The general rule of thumb as to which to use, in descending order:
- Generic parameters:
struct Foo<F: FnMut(usize) -> usize>
. This is the most efficient, but it does mean that a specific Foo
instance can only ever store one closure, since every closure has a different concrete type.
- Trait references:
&'a mut dyn FnMut(usize) -> usize
. There's a pointer indirection, but now you can store a reference to any closure that has a compatible call signature.
- Boxed closures:
Box<dyn FnMut(usize) -> usize>
. This involves allocating the closure on the heap, but you don't have to worry about lifetimes.
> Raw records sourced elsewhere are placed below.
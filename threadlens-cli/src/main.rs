use clap::Parser;

use threadlens_core::error::{ErrorKind, StructuredError};

mod commands;

#[derive(Parser, Debug)]
#[command(
    name = "threadlens",
    version,
    about = "Analytical queries over a scraped forum-post dataset"
)]
struct Cli {
    #[command(subcommand)]
    command: commands::Command,

    /// Increase verbosity (-v, -vv, -vvv)
    #[arg(short, long, action = clap::ArgAction::Count, global = true)]
    verbose: u8,

    /// Suppress non-error output
    #[arg(short, long, global = true)]
    quiet: bool,
}

/// Map a failure onto a stable exit code.
///
/// Exit codes:
///   0 — success
///   1 — general/unknown error
///   2 — configuration error
///   3 — dataset load error (malformed or unreadable input)
///   4 — database error (open, handle closed, corruption)
///   5 — query error
///   6 — transaction error
///   7 — permission error
///   8 — resource error (memory, timeout)
fn classify_exit_code(err: &anyhow::Error) -> i32 {
    if let Some(structured) = err.downcast_ref::<StructuredError>() {
        return match structured.kind {
            ErrorKind::Loading => 3,
            ErrorKind::Initialization | ErrorKind::Connection | ErrorKind::Corruption => 4,
            ErrorKind::Query => 5,
            ErrorKind::Transaction => 6,
            ErrorKind::Permission => 7,
            ErrorKind::Memory | ErrorKind::Timeout => 8,
            ErrorKind::Unknown => 1,
        };
    }
    if format!("{err:#}").to_lowercase().contains("config") {
        2
    } else {
        1
    }
}

fn main() {
    let cli = Cli::parse();

    let filter = match (cli.quiet, cli.verbose) {
        (true, _) => "error",
        (_, 0) => "warn",
        (_, 1) => "info",
        (_, 2) => "debug",
        _ => "trace",
    };

    tracing_subscriber::fmt()
        .with_env_filter(
            tracing_subscriber::EnvFilter::try_from_default_env()
                .unwrap_or_else(|_| tracing_subscriber::EnvFilter::new(filter)),
        )
        .init();

    let runtime = match tokio::runtime::Builder::new_multi_thread()
        .enable_all()
        .build()
    {
        Ok(rt) => rt,
        Err(e) => {
            eprintln!("Error: Failed to create runtime: {e}");
            std::process::exit(1);
        }
    };

    match runtime.block_on(commands::run(cli.command)) {
        Ok(()) => std::process::exit(0),
        Err(e) => {
            // Structured errors carry a user-facing summary alongside the
            // raw message.
            if let Some(structured) = e.downcast_ref::<StructuredError>() {
                eprintln!("Error: {}", structured.user_message);
                eprintln!("  detail: {structured}");
            } else {
                eprintln!("Error: {e:#}");
            }
            std::process::exit(classify_exit_code(&e));
        }
    }
}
As with a reference, you can store any closure with a compatible signature.
Before Rust 1.0
Closures that used the ||
syntax were references to closures stored on the stack, making them equivalent to &'a mut FnMut(usize) -> usize
. Old-style proc
s were heap-allocated and were equivalent to Box<dyn FnOnce(usize) -> usize>
(you can only call a proc
once).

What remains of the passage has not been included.